▸ **TASK PROMPT**:
Across the data below, count every line where the string "symbols" appears. Answer with the number alone.

▸ **THE INPUT**:
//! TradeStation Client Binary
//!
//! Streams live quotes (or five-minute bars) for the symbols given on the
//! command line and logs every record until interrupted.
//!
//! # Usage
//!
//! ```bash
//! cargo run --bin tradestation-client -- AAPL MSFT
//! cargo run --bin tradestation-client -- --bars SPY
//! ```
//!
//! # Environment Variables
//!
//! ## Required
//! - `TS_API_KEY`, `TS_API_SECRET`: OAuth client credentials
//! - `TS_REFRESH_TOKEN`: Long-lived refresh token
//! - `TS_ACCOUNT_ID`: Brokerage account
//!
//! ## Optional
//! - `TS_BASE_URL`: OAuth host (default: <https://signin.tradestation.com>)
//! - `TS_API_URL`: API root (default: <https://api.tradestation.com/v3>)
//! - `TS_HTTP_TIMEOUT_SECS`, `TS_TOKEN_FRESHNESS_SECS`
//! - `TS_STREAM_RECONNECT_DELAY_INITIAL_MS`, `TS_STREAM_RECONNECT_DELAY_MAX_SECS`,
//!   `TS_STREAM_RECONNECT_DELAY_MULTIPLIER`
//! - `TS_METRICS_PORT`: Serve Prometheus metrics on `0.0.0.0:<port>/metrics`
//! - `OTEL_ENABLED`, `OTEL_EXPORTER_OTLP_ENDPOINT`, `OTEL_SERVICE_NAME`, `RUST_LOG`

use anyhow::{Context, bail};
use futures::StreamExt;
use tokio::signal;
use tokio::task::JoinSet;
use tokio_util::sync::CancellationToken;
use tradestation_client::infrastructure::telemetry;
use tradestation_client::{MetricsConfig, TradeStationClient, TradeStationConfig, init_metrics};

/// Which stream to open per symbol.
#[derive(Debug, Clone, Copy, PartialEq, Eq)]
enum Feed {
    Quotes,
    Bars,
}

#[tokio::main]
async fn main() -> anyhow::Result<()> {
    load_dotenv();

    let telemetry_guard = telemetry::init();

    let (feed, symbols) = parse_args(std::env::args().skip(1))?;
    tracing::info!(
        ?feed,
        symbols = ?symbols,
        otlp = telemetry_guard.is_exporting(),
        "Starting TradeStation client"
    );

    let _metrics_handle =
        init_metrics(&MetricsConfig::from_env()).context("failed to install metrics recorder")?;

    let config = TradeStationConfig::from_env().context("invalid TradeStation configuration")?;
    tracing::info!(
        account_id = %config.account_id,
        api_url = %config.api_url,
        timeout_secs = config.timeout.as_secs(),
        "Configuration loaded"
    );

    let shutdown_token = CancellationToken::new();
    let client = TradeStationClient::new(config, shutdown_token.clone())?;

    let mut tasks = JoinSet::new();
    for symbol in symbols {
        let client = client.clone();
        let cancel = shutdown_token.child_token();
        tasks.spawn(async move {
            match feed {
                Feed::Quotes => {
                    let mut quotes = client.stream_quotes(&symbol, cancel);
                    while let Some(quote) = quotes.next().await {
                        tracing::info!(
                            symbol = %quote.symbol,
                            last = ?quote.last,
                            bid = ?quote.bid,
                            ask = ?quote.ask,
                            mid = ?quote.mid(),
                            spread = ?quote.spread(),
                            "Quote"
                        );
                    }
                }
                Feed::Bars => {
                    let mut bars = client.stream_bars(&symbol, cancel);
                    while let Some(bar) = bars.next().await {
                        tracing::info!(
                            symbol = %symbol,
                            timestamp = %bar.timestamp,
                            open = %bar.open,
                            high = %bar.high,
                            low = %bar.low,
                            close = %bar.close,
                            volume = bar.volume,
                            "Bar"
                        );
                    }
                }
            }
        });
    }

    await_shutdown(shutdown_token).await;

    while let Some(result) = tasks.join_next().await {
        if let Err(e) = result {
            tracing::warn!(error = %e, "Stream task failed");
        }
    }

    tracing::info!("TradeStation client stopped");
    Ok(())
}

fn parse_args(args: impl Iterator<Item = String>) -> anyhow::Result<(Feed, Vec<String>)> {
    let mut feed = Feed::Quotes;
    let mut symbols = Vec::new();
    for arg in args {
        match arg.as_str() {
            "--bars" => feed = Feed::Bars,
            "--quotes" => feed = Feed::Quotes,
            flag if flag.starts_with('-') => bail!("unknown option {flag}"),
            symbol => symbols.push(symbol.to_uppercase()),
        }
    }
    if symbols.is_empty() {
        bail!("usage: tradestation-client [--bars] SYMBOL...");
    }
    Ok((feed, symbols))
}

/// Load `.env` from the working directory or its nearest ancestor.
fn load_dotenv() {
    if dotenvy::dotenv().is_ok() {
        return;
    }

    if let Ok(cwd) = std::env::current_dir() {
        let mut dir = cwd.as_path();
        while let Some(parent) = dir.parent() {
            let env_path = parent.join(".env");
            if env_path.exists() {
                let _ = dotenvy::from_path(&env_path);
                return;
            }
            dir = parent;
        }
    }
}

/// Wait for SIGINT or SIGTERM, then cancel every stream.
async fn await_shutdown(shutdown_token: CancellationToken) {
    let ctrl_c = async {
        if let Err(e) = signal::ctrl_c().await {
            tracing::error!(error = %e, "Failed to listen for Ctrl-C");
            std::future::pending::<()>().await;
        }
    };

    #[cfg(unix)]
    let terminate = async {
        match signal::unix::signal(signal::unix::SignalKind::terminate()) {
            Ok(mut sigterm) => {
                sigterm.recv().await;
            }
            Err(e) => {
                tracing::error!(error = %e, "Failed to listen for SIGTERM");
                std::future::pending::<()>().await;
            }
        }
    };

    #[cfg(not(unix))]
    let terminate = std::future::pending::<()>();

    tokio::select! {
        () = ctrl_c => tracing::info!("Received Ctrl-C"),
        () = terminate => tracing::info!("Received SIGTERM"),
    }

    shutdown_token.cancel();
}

▸ **REPLY**:
8